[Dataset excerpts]
####################

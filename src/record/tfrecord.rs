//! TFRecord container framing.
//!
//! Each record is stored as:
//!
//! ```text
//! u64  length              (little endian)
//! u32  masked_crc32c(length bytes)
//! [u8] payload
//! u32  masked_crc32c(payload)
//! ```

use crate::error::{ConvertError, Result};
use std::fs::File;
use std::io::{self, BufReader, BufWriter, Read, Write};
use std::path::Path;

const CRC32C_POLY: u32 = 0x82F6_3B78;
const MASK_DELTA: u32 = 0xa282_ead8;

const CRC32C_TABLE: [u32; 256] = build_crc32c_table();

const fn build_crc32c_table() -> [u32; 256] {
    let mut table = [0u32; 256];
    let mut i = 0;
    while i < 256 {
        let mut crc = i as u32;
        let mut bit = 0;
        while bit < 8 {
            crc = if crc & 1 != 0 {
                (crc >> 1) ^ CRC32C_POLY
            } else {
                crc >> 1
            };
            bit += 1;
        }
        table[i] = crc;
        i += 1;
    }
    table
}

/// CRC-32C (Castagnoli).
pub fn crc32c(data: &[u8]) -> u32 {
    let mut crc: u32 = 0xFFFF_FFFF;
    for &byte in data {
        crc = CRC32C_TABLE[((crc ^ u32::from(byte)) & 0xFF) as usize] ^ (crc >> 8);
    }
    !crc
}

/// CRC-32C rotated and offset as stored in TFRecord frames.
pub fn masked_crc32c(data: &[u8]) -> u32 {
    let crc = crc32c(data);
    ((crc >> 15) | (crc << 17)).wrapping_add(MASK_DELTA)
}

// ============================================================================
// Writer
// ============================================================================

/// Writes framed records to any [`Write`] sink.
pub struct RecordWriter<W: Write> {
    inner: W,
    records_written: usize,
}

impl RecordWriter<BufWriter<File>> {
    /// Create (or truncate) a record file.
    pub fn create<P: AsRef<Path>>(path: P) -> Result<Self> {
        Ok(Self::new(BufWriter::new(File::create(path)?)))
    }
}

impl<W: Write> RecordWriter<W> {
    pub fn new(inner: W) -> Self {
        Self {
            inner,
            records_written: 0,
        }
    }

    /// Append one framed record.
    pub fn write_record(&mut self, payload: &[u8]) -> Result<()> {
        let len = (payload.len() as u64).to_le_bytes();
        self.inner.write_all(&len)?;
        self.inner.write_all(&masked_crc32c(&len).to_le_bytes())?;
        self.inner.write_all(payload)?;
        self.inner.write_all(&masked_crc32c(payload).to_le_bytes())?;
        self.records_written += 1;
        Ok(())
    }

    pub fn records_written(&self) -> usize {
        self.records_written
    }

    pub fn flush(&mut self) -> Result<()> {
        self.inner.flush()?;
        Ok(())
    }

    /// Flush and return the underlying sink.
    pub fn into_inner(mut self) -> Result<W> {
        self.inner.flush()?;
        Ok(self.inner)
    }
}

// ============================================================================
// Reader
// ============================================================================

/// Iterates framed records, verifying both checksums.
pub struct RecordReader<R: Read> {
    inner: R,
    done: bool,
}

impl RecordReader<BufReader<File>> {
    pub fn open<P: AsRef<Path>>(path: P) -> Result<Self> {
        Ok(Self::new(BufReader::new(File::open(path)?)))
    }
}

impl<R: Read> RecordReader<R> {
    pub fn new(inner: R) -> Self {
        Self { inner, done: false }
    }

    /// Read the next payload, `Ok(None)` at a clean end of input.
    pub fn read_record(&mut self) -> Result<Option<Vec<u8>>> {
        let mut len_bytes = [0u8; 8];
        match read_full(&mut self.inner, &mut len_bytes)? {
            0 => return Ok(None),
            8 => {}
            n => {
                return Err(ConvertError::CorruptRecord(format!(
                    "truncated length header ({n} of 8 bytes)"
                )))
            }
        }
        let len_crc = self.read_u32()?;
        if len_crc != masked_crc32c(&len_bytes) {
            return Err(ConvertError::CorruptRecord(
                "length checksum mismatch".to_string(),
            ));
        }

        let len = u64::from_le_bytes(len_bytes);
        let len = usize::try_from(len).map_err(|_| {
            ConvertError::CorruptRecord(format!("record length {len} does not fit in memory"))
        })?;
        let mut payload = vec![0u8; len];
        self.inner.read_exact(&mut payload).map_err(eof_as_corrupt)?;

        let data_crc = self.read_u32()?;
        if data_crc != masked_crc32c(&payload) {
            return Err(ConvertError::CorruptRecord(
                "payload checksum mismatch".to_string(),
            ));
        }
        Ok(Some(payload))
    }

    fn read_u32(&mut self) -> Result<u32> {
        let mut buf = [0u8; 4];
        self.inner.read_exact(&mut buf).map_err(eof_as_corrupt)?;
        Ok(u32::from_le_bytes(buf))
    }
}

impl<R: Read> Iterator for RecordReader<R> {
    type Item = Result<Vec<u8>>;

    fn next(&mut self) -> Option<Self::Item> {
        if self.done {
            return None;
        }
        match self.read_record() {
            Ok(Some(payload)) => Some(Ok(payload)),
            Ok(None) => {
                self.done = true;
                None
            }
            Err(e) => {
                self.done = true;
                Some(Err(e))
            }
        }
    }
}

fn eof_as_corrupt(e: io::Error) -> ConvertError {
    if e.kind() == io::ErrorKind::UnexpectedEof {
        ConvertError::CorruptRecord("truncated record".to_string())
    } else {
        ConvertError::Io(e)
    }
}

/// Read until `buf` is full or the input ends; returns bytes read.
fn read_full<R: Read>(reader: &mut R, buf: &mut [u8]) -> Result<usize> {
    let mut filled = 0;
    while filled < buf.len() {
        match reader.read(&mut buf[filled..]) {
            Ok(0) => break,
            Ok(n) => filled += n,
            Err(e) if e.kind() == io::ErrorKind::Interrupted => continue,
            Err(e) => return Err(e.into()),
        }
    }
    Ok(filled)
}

####################

WHAT YOU NEED TO DO >>
Line by line, copy the entries above exactly as they appear.

REPLY TO THE TASK >>
filename src/record/tfrecord.rs
//! TFRecord container framing.
//!
//! Each record is stored as:
//!
//! ```text
//! u64  length              (little endian)
//! u32  masked_crc32c(length bytes)
//! [u8] payload
//! u32  masked_crc32c(payload)
//! ```

use crate::error::{ConvertError, Result};
use std::fs::File;
use std::io::{self, BufReader, BufWriter, Read, Write};
use std::path::Path;

const CRC32C_POLY: u32 = 0x82F6_3B78;
const MASK_DELTA: u32 = 0xa282_ead8;

const CRC32C_TABLE: [u32; 256] = build_crc32c_table();

const fn build_crc32c_table() -> [u32; 256] {
    let mut table = [0u32; 256];
    let mut i = 0;
    while i < 256 {
        let mut crc = i as u32;
        let mut bit = 0;
        while bit < 8 {
            crc = if crc & 1 != 0 {
                (crc >> 1) ^ CRC32C_POLY
            } else {
                crc >> 1
            };
            bit += 1;
        }
        table[i] = crc;
        i += 1;
    }
    table
}

/// CRC-32C (Castagnoli).
pub fn crc32c(data: &[u8]) -> u32 {
    let mut crc: u32 = 0xFFFF_FFFF;
    for &byte in data {
        crc = CRC32C_TABLE[((crc ^ u32::from(byte)) & 0xFF) as usize] ^ (crc >> 8);
    }
    !crc
}

/// CRC-32C rotated and offset as stored in TFRecord frames.
pub fn masked_crc32c(data: &[u8]) -> u32 {
    let crc = crc32c(data);
    ((crc >> 15) | (crc << 17)).wrapping_add(MASK_DELTA)
}

// ============================================================================
// Writer
// ============================================================================

/// Writes framed records to any [`Write`] sink.
pub struct RecordWriter<W: Write> {
    inner: W,
    records_written: usize,
}

impl RecordWriter<BufWriter<File>> {
    /// Create (or truncate) a record file.
    pub fn create<P: AsRef<Path>>(path: P) -> Result<Self> {
        Ok(Self::new(BufWriter::new(File::create(path)?)))
    }
}

impl<W: Write> RecordWriter<W> {
    pub fn new(inner: W) -> Self {
        Self {
            inner,
            records_written: 0,
        }
    }

    /// Append one framed record.
    pub fn write_record(&mut self, payload: &[u8]) -> Result<()> {
        let len = (payload.len() as u64).to_le_bytes();
        self.inner.write_all(&len)?;
        self.inner.write_all(&masked_crc32c(&len).to_le_bytes())?;
        self.inner.write_all(payload)?;
        self.inner.write_all(&masked_crc32c(payload).to_le_bytes())?;
        self.records_written += 1;
        Ok(())
    }

    pub fn records_written(&self) -> usize {
        self.records_written
    }

    pub fn flush(&mut self) -> Result<()> {
        self.inner.flush()?;
        Ok(())
    }

    /// Flush and return the underlying sink.
    pub fn into_inner(mut self) -> Result<W> {
        self.inner.flush()?;
        Ok(self.inner)
    }
}

// ============================================================================
// Reader
// ============================================================================

/// Iterates framed records, verifying both checksums.
pub struct RecordReader<R: Read> {
    inner: R,
    done: bool,
}

impl RecordReader<BufReader<File>> {
    pub fn open<P: AsRef<Path>>(path: P) -> Result<Self> {
        Ok(Self::new(BufReader::new(File::open(path)?)))
    }
}

impl<R: Read> RecordReader<R> {
    pub fn new(inner: R) -> Self {
        Self { inner, done: false }
    }

    /// Read the next payload, `Ok(None)` at a clean end of input.
    pub fn read_record(&mut self) -> Result<Option<Vec<u8>>> {
        let mut len_bytes = [0u8; 8];
        match read_full(&mut self.inner, &mut len_bytes)? {
            0 => return Ok(None),
            8 => {}
            n => {
                return Err(ConvertError::CorruptRecord(format!(
                    "truncated length header ({n} of 8 bytes)"
                )))
            }
        }
        let len_crc = self.read_u32()?;
        if len_crc != masked_crc32c(&len_bytes) {
            return Err(ConvertError::CorruptRecord(
                "length checksum mismatch".to_string(),
            ));
        }

        let len = u64::from_le_bytes(len_bytes);
        let len = usize::try_from(len).map_err(|_| {
            ConvertError::CorruptRecord(format!("record length {len} does not fit in memory"))
        })?;
        let mut payload = vec![0u8; len];
        self.inner.read_exact(&mut payload).map_err(eof_as_corrupt)?;

        let data_crc = self.read_u32()?;
        if data_crc != masked_crc32c(&payload) {
            return Err(ConvertError::CorruptRecord(
                "payload checksum mismatch".to_string(),
            ));
        }
        Ok(Some(payload))
    }

    fn read_u32(&mut self) -> Result<u32> {
        let mut buf = [0u8; 4];
        self.inner.read_exact(&mut buf).map_err(eof_as_corrupt)?;
        Ok(u32::from_le_bytes(buf))
    }
}

impl<R: Read> Iterator for RecordReader<R> {
    type Item = Result<Vec<u8>>;

    fn next(&mut self) -> Option<Self::Item> {
        if self.done {
            return None;
        }
        match self.read_record() {
            Ok(Some(payload)) => Some(Ok(payload)),
            Ok(None) => {
                self.done = true;
                None
            }
            Err(e) => {
                self.done = true;
                Some(Err(e))
            }
        }
    }
}

fn eof_as_corrupt(e: io::Error) -> ConvertError {
    if e.kind() == io::ErrorKind::UnexpectedEof {
        ConvertError::CorruptRecord("truncated record".to_string())
    } else {
        ConvertError::Io(e)
    }
}

/// Read until `buf` is full or the input ends; returns bytes read.
fn read_full<R: Read>(reader: &mut R, buf: &mut [u8]) -> Result<usize> {
    let mut filled = 0;
    while filled < buf.len() {
        match reader.read(&mut buf[filled..]) {
            Ok(0) => break,
            Ok(n) => filled += n,
            Err(e) if e.kind() == io::ErrorKind::Interrupted => continue,
            Err(e) => return Err(e.into()),
        }
    }
    Ok(filled)
}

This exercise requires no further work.